Identifying True Incremental Value
To find the true AI incremental value, you have to look past simple conversion rates and check the downstream results. We saw that leads the AI qualified converted from MQL to SQL at a rate 18% higher than leads from the old forms. So the AI was bringing in *better* leads. On top of that, the average contract value for jobs booked from AI-qualified leads hit $750, a nice little bump over the $710 from other channels. A 5% increase doesn’t sound like much, but it adds up fast over hundreds of jobs. The biggest gains, though, were for the sales team. They got pre-qualified leads with detailed notes from the AI’s chat, which meant they spent way less time on discovery calls and more time closing. We estimate this boosted their productivity by about 20%, letting them handle more qualified prospects without getting buried. That’s where you see the real cost savings and revenue pop.
Conclusion
The Atlanta Home Comfort campaign proved that a smart AI agent can deliver real AI incremental value by sending better quality leads, converting them more efficiently, and boosting ROAS. But it’s not magic. The success of any AI campaign comes down to integrating it properly, constantly tweaking it based on performance, and knowing when to let the AI work and when to let a human take over.
How do you measure AI incremental value in marketing?
You measure it by comparing KPIs from your AI campaigns against a control group or a historical baseline that didn’t use AI. You’re looking at metrics like conversion rates, cost per acquisition, return on ad spend, and lead quality scores to isolate the specific lift you got from the AI.
What kind of AI agents are best for lead generation?

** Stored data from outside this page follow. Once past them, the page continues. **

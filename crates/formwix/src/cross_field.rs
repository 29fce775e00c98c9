//! Rules that need more than one field's value.
//!
//! Two rule families are checked here rather than in the compiled schema:
//! required multiselects must hold at least one selection, and password
//! fields carrying `matchField` must equal their sibling. Errors are keyed
//! to the multiselect or to the password field that declares the rule,
//! never to the sibling.

use tracing::debug;

use crate::config::{enabled, FieldDescriptor, FieldKind, FormConfig};
use crate::error::ErrorMap;
use crate::validation::messages;
use crate::value::{ValueLookup, ValueType};

#[derive(Debug, Clone, PartialEq, Eq)]
enum CrossFieldRule {
    RequiredSelection {
        field: String,
        message: String,
    },
    Match {
        field: String,
        target: String,
        message: String,
    },
}

impl CrossFieldRule {
    fn check(&self, values: &impl ValueLookup) -> Option<(&str, &str)> {
        match self {
            Self::RequiredSelection { field, message } => {
                let empty = values
                    .lookup(field)
                    .map_or(true, |v| ValueType::StringList.is_empty(v));
                empty.then_some((field.as_str(), message.as_str()))
            }
            Self::Match {
                field,
                target,
                message,
            } => (values.lookup(field) != values.lookup(target))
                .then_some((field.as_str(), message.as_str())),
        }
    }
}

/// The cross-field rules of one configuration.
#[derive(Debug, Clone, Default, PartialEq, Eq)]
pub struct CrossFieldPass {
    rules: Vec<CrossFieldRule>,
}

impl CrossFieldPass {
    /// Collects the cross-field rules of a field list, in configuration
    /// order.
    pub fn from_fields(fields: &[FieldDescriptor]) -> Self {
        let rules = fields
            .iter()
            .filter_map(|field| match &field.kind {
                FieldKind::MultiSelect { rules, .. } => {
                    enabled(rules.required.as_ref()).map(|rule| CrossFieldRule::RequiredSelection {
                        field: field.name.clone(),
                        message: rule.message_or_else(|| messages::SELECTION_REQUIRED.to_string()),
                    })
                }
                FieldKind::Password { rules } => {
                    rules.match_field.as_ref().map(|rule| CrossFieldRule::Match {
                        field: field.name.clone(),
                        target: rule.field.clone(),
                        message: rule
                            .message
                            .clone()
                            .unwrap_or_else(|| messages::PASSWORDS_DIFFER.to_string()),
                    })
                }
                _ => None,
            })
            .collect();
        Self { rules }
    }

    /// Collects the cross-field rules of a configuration.
    pub fn from_config(config: &FormConfig) -> Self {
        Self::from_fields(&config.fields)
    }

    /// Returns whether the configuration has no cross-field rules.
    pub fn is_empty(&self) -> bool {
        self.rules.is_empty()
    }

    /// Returns the number of rules.
    pub fn len(&self) -> usize {
        self.rules.len()
    }

    /// Evaluates every rule against the current values.
    pub fn run(&self, values: &impl ValueLookup) -> ErrorMap {
        let mut errors = ErrorMap::new();
        for (field, message) in self.rules.iter().filter_map(|rule| rule.check(values)) {
            errors.add(field, message);
        }
        debug!(
            rules = self.rules.len(),
            errors = errors.len(),
            "Cross-field pass finished"
        );
        errors
    }
}

#[cfg(test)]
mod tests {
    use super::*;
    use crate::config::{FieldOption, MatchFieldRule, PasswordRules, Rule, ToggleRules};
    use crate::value::{FieldValue, FormValues};

    fn multiselect(name: &str, required: Option<Rule<bool>>) -> FieldDescriptor {
        FieldDescriptor::new(
            name,
            "Tags",
            FieldKind::MultiSelect {
                options: vec![FieldOption::new("a", "A"), FieldOption::new("b", "B")],
                rules: ToggleRules { required },
            },
        )
    }

    fn password(name: &str, match_field: Option<MatchFieldRule>) -> FieldDescriptor {
        FieldDescriptor::new(
            name,
            "Password",
            FieldKind::Password {
                rules: PasswordRules {
                    match_field,
                    ..PasswordRules::default()
                },
            },
        )
    }

    fn matching(target: &str) -> Option<MatchFieldRule> {
        Some(MatchFieldRule {
            field: target.to_string(),
            message: None,
        })
    }

    #[test]
    fn test_required_multiselect() {
        let pass = CrossFieldPass::from_fields(&[
            multiselect("tags", Some(Rule::new(true))),
            multiselect("optional", Some(Rule::new(false))),
        ]);
        assert_eq!(pass.len(), 1);

        let errors = pass.run(&FormValues::new().with("tags", FieldValue::List(vec![])));
        assert_eq!(errors.get("tags"), Some("This field is required"));
        assert!(!errors.contains("optional"));

        let errors = pass.run(&FormValues::new());
        assert!(errors.contains("tags"));

        let errors = pass.run(&FormValues::new().with("tags", vec!["a"]));
        assert!(errors.is_empty());
    }

    #[test]
    fn test_custom_selection_message() {
        let pass = CrossFieldPass::from_fields(&[multiselect(
            "tags",
            Some(Rule::with_message(true, "Pick at least one tag")),
        )]);
        let errors = pass.run(&FormValues::new().with("tags", FieldValue::Null));
        assert_eq!(errors.get("tags"), Some("Pick at least one tag"));
    }

    #[test]
    fn test_password_match_keyed_to_declaring_field() {
        let pass = CrossFieldPass::from_fields(&[
            password("password", None),
            password("confirmPassword", matching("password")),
        ]);

        let errors = pass.run(
            &FormValues::new()
                .with("password", "Abc12345!")
                .with("confirmPassword", "different"),
        );
        assert_eq!(errors.get("confirmPassword"), Some("Passwords do not match"));
        assert!(!errors.contains("password"));

        let errors = pass.run(
            &FormValues::new()
                .with("password", "Abc12345!")
                .with("confirmPassword", "Abc12345!"),
        );
        assert!(errors.is_empty());
    }

    #[test]
    fn test_match_treats_missing_as_distinct_from_empty() {
        let pass = CrossFieldPass::from_fields(&[
            password("password", None),
            password("confirm", matching("password")),
        ]);
        assert!(pass.run(&FormValues::new()).is_empty());
        assert!(pass
            .run(&FormValues::new().with("confirm", ""))
            .contains("confirm"));
    }

    #[test]
    fn test_no_rules() {
        let pass = CrossFieldPass::from_fields(&[password("password", None)]);
        assert!(pass.is_empty());
        assert!(pass.run(&FormValues::new().with("password", "x")).is_empty());
    }
}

For lead gen, the most effective agents are conversational AI (think chatbots or voicebots) that can understand natural language. They need to be able to hold a personalized conversation and ask questions dynamically to qualify leads and guide people through the first part of the sales funnel.
Will AI agents just replace human sales teams?
No, they’re meant to help sales teams, not replace them. AI is great at automating the boring, repetitive stuff like pre-qualifying leads and offering 24/7 first-line support. But complex negotiations, serious problem-solving, and building actual client relationships? That’s still a human’s job.
What are the common headaches when you implement AI in marketing?
The usual problems are getting clean data to train the AI, making it talk to your existing tech stack (like CRMs and email tools), and managing what people expect the AI to do. You also have to keep refining the AI models based on how they’re performing, and sometimes you just run into people who don’t want to talk to a bot.
How does AI change the cost per lead (CPL)?
AI can drop your CPL quite a bit, mostly by being a better gatekeeper. It filters out the unqualified leads early on, so your expensive human sales reps only spend time on prospects who are actually interested. This makes the effective cost of getting a real customer much lower.